:: Data supplied

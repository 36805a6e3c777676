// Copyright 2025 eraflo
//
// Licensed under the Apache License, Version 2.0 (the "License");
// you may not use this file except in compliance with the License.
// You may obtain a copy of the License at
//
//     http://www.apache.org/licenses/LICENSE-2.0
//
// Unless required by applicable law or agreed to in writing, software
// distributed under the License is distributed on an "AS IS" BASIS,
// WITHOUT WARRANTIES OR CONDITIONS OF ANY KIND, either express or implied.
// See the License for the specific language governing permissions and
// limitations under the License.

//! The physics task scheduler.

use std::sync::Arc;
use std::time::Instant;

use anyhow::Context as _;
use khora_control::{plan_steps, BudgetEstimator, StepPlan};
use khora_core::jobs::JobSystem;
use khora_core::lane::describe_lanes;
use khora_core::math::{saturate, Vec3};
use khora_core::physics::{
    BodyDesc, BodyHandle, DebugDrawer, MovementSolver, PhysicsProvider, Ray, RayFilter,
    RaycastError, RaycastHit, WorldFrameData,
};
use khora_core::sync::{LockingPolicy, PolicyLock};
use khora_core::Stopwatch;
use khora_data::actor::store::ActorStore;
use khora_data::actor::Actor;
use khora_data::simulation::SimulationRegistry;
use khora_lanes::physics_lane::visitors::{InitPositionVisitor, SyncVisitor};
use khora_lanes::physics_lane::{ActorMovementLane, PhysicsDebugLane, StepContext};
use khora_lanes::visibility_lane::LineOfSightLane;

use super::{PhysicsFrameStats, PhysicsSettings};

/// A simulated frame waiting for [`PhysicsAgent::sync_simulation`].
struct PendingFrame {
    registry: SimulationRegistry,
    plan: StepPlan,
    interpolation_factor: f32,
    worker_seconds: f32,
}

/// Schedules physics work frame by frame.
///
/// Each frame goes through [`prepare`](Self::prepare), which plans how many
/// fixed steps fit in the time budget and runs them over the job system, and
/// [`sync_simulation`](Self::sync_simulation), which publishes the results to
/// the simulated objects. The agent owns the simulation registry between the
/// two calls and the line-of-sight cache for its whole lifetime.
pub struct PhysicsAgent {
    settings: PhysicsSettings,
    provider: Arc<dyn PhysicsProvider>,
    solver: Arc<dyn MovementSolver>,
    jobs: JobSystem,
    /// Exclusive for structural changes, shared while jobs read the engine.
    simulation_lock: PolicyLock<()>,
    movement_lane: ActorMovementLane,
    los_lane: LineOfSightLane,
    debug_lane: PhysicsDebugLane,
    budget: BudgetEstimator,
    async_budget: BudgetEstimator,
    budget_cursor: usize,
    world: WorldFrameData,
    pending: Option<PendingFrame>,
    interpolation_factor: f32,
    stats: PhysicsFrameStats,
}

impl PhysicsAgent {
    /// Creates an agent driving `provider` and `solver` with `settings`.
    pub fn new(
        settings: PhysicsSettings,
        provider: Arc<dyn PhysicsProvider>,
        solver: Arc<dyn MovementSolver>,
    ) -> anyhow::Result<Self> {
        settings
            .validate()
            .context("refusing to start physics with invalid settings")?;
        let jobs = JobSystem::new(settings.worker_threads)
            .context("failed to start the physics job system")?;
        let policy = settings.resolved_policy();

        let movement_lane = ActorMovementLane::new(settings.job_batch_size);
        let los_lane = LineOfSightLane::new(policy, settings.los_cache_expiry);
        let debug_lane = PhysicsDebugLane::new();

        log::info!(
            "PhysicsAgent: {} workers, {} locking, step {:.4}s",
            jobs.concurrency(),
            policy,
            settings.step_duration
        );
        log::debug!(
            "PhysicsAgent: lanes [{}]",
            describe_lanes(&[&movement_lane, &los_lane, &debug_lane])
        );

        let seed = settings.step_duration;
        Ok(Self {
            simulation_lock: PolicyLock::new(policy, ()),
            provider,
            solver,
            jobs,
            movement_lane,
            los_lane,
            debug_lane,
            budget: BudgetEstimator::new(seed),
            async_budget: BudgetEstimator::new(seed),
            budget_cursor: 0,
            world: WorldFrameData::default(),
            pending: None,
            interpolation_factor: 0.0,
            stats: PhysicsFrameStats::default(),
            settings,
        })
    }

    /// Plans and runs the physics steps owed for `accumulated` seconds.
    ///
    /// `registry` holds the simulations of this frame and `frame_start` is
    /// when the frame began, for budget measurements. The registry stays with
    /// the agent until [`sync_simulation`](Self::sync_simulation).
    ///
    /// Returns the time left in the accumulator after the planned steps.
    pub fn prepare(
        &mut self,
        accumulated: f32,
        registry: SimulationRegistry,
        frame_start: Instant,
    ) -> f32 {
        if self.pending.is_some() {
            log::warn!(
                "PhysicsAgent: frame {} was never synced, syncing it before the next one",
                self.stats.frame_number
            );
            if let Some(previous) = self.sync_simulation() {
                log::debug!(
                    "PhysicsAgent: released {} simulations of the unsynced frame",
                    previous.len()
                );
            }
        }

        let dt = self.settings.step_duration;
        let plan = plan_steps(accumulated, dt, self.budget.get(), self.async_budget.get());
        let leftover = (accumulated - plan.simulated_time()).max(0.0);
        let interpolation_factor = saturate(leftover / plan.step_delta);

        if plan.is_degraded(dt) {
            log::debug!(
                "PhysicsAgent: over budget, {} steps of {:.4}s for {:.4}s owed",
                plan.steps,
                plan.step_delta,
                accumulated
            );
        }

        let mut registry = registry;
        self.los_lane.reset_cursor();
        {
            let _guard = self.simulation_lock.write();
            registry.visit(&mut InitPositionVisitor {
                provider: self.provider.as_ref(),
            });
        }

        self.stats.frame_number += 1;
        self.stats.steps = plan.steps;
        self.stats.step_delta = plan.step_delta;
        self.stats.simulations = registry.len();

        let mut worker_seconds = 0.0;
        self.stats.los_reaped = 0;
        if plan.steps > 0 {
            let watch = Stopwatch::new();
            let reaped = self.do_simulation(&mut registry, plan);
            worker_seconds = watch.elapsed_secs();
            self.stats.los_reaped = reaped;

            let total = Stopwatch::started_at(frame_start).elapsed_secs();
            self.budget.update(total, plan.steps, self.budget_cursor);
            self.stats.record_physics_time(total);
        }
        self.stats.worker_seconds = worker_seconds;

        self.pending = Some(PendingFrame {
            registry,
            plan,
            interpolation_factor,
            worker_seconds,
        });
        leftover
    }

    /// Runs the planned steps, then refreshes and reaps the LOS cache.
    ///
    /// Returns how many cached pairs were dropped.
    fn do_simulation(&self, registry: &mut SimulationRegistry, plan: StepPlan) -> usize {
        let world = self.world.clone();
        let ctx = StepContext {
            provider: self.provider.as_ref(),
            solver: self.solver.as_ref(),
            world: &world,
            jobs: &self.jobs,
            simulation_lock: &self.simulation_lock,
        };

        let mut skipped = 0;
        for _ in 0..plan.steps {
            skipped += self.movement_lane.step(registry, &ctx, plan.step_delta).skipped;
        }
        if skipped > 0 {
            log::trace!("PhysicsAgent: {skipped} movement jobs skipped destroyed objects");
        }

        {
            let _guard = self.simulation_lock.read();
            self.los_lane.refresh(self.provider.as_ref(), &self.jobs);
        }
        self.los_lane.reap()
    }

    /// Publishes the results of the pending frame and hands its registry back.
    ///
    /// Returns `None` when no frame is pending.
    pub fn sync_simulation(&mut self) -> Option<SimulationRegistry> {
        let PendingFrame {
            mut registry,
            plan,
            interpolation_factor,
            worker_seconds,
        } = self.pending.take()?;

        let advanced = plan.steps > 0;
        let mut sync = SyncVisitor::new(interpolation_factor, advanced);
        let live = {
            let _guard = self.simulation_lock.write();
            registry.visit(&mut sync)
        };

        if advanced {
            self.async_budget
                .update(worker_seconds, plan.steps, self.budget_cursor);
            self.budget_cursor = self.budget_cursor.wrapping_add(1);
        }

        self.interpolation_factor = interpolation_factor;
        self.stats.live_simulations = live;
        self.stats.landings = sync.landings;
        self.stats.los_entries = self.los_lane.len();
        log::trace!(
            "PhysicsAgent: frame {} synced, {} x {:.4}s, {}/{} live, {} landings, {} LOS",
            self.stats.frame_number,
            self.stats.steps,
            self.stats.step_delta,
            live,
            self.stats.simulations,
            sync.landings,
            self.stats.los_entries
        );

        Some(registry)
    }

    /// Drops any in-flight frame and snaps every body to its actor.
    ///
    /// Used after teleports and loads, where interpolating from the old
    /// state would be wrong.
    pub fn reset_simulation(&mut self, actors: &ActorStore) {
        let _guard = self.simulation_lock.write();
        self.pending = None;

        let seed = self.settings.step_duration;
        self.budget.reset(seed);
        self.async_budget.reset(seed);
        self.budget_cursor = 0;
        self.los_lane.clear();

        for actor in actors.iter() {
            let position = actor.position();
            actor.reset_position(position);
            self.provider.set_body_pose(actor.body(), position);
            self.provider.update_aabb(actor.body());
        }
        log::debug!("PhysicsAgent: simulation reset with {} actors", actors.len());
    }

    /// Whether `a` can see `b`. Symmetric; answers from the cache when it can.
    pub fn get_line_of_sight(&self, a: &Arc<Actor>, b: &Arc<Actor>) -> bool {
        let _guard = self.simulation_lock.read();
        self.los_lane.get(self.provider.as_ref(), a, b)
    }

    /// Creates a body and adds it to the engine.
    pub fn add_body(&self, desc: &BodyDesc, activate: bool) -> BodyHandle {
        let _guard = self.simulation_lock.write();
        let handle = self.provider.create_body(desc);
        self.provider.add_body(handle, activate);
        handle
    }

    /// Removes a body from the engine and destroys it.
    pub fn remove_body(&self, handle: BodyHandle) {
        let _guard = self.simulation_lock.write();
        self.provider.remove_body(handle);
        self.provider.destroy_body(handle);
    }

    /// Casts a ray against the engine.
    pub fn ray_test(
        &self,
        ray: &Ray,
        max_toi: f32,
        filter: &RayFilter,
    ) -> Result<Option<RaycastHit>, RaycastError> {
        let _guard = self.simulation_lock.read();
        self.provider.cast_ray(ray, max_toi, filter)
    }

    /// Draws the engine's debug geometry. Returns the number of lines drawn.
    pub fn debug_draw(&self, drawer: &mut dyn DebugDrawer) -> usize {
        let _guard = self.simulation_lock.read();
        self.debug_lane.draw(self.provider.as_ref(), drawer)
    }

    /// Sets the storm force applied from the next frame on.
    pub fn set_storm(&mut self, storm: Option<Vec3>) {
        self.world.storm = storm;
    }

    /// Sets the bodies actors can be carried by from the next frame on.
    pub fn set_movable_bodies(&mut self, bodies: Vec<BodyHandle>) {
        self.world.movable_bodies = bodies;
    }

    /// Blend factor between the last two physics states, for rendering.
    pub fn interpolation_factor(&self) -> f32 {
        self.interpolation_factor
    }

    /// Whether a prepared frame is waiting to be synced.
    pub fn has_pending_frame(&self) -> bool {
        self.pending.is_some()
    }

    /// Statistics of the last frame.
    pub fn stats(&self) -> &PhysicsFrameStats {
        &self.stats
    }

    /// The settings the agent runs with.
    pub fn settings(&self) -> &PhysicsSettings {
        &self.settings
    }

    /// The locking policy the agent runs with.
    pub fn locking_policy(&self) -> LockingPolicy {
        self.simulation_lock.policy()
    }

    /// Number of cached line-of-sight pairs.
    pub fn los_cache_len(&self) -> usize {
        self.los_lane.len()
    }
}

::::

Your task is to copy each line of the entries that includes the word "many".

/// Each frame goes through [`prepare`](Self::prepare), which plans how many
    /// Returns how many cached pairs were dropped.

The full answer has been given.